BEGIN DATASET CONTENT
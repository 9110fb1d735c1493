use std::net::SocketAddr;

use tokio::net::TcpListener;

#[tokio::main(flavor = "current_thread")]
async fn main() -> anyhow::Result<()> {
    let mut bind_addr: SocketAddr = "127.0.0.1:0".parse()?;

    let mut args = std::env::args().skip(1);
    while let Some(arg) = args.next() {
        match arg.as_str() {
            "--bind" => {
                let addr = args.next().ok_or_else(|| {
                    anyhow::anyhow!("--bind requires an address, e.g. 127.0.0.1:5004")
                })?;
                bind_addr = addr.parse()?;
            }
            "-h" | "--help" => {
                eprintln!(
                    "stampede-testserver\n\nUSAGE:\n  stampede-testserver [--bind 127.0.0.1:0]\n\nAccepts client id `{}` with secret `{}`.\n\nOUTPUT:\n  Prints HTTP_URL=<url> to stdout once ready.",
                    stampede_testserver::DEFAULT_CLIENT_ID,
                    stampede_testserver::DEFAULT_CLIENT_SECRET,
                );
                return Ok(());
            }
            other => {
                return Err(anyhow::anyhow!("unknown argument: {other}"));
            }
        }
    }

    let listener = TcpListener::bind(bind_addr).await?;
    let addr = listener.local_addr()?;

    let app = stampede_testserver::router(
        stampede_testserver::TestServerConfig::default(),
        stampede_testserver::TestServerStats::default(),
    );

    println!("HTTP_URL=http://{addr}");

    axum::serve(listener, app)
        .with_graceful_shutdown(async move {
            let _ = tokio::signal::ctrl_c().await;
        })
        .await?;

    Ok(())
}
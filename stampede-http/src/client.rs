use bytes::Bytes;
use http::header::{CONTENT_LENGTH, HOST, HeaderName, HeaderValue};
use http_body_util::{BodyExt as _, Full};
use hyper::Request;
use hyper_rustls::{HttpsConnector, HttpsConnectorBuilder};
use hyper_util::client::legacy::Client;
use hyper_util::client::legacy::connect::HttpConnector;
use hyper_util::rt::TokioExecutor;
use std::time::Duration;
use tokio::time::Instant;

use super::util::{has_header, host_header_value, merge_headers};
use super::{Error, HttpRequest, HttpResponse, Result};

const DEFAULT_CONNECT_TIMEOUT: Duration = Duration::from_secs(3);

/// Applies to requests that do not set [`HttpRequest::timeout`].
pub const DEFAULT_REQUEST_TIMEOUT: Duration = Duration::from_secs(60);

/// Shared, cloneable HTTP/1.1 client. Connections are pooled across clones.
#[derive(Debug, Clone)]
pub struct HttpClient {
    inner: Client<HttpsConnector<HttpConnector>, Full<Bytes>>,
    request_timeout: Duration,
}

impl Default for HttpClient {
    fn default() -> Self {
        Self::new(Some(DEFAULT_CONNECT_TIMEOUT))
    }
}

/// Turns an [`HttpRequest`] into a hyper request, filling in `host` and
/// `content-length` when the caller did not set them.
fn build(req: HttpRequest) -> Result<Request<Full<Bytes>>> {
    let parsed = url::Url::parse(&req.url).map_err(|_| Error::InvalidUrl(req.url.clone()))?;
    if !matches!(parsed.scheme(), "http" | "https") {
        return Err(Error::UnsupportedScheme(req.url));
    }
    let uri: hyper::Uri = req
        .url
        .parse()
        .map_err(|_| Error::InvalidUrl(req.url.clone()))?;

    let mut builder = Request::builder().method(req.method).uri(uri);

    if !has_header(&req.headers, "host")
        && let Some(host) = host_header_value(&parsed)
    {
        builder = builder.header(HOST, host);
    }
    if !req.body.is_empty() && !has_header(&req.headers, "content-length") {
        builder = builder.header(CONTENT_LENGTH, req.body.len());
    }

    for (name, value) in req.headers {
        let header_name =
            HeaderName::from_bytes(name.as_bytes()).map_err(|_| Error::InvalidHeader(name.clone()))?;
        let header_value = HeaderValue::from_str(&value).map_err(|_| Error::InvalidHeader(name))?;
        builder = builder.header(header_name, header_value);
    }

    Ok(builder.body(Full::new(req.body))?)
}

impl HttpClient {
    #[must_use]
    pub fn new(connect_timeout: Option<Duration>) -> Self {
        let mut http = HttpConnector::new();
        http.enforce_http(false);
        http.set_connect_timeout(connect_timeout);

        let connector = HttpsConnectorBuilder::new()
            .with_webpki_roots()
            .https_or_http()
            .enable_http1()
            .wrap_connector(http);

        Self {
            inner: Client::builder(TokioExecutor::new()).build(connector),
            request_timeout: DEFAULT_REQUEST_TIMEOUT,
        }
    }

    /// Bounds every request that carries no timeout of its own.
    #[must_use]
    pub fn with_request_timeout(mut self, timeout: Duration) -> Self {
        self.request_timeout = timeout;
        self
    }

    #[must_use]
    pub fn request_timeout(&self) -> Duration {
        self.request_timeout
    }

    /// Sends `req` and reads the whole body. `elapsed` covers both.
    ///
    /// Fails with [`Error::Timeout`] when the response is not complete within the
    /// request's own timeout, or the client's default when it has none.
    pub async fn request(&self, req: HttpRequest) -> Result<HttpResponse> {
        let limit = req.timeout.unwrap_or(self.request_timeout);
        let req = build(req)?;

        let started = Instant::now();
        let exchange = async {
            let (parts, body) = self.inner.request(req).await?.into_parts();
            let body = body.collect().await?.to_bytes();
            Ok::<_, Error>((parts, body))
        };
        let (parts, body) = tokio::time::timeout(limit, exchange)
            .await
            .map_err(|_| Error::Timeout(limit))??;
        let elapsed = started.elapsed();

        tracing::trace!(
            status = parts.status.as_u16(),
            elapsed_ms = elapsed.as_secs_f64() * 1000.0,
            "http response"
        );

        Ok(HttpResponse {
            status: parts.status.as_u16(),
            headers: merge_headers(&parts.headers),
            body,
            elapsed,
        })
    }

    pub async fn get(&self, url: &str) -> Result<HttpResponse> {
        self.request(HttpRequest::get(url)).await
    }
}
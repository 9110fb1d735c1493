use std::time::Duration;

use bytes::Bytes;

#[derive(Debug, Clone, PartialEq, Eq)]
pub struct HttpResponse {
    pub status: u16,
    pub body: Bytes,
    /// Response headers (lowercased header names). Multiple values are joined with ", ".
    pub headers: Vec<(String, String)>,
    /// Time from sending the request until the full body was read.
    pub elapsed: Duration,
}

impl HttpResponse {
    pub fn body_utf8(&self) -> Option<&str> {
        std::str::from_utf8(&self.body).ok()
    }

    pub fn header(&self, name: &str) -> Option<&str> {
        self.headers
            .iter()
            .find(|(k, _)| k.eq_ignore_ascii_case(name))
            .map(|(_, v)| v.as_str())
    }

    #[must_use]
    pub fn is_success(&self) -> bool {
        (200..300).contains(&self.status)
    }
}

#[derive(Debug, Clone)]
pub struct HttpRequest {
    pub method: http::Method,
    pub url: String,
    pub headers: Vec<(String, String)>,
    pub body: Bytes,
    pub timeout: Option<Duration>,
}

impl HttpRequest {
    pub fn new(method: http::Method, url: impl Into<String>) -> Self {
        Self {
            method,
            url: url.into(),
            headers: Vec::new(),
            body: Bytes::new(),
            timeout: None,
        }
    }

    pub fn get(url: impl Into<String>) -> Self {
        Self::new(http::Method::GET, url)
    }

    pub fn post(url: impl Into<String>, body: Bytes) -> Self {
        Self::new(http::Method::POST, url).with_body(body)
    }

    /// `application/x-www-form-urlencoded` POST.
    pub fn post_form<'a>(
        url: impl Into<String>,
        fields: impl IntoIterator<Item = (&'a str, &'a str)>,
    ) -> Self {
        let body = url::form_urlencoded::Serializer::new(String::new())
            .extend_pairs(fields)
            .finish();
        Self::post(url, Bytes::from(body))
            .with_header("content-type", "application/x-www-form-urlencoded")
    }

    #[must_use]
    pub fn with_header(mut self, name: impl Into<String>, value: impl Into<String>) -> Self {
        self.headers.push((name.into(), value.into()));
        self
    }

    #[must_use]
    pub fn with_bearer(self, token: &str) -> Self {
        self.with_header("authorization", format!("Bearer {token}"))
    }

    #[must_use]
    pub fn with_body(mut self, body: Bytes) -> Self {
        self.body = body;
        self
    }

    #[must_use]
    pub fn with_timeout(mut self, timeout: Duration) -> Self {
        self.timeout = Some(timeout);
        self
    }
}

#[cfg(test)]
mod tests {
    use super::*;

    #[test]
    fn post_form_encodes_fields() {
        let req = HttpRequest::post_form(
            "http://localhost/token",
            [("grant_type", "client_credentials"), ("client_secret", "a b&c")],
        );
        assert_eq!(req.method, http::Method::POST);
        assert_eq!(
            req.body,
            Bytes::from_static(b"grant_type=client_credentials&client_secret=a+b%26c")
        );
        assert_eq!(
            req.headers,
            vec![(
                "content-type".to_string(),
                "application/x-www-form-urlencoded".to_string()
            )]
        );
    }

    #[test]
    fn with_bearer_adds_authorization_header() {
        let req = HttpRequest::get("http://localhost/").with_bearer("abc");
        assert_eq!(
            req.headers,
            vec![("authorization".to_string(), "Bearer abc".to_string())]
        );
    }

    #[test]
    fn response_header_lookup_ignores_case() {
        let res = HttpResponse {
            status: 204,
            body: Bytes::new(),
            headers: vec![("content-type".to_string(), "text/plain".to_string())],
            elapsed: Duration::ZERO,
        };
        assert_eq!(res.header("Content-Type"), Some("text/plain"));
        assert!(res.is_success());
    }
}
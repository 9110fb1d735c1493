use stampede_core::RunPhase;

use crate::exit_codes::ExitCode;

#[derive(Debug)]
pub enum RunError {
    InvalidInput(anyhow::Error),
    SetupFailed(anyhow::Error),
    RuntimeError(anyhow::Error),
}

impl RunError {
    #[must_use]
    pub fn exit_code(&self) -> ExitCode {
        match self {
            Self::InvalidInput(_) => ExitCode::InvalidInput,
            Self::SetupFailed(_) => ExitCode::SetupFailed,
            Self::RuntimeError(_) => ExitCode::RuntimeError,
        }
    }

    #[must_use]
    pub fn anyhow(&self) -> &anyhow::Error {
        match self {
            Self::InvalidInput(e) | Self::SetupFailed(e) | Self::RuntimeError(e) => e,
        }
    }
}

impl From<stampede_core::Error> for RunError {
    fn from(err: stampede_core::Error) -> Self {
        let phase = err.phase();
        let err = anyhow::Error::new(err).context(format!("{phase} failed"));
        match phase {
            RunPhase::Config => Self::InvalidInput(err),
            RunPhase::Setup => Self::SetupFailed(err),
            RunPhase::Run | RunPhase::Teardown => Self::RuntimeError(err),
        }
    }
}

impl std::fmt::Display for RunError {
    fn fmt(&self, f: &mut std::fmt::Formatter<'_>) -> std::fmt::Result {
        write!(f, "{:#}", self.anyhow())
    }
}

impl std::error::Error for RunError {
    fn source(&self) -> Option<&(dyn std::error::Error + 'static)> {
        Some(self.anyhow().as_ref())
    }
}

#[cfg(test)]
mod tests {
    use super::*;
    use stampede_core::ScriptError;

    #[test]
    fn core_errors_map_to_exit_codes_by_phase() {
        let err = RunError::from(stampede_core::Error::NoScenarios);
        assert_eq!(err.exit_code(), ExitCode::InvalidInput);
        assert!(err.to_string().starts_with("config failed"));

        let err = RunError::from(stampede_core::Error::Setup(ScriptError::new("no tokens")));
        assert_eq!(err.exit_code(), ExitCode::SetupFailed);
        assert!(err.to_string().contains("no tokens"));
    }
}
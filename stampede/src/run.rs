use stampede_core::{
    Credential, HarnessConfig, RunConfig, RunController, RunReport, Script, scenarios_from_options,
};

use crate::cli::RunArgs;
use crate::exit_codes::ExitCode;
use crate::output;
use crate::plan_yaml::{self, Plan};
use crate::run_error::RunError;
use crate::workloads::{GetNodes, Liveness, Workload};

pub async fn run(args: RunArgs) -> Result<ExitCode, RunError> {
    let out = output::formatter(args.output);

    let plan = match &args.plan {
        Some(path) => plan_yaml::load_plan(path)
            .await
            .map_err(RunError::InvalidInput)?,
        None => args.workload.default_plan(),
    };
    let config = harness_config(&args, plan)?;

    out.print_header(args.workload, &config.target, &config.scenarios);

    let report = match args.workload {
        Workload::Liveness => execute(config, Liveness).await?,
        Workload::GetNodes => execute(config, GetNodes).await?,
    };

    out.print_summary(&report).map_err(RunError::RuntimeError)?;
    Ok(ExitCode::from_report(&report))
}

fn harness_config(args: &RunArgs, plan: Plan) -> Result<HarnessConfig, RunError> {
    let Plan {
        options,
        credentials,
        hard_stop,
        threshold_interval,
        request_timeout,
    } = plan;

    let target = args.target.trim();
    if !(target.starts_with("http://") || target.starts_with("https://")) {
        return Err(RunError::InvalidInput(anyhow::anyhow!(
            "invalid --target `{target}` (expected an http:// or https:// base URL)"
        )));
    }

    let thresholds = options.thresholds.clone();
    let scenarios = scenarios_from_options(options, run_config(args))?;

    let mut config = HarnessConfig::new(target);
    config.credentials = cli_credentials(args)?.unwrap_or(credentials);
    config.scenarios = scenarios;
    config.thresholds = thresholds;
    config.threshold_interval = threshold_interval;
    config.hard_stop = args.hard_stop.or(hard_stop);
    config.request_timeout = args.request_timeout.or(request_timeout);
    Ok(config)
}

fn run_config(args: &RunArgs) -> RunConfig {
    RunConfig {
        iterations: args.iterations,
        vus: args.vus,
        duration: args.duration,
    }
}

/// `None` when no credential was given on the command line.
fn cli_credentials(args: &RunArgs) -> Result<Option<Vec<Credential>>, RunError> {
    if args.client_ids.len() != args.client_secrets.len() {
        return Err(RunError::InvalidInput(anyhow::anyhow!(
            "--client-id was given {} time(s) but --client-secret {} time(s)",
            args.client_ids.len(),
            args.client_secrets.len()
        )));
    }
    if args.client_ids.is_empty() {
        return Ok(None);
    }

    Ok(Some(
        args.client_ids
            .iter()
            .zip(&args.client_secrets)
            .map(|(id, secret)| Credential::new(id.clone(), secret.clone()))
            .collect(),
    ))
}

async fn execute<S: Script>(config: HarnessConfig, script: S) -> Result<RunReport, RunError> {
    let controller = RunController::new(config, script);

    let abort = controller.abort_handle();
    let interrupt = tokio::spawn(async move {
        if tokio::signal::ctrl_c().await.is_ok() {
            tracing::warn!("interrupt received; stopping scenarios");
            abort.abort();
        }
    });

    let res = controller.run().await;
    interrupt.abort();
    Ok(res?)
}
END DATASET CONTENT
> TASK BRIEF: Which lines of the entries above contain the word "TcpListener"? Copy each of them.

> RESULT BELOW:
use tokio::net::TcpListener;
    let listener = TcpListener::bind(bind_addr).await?;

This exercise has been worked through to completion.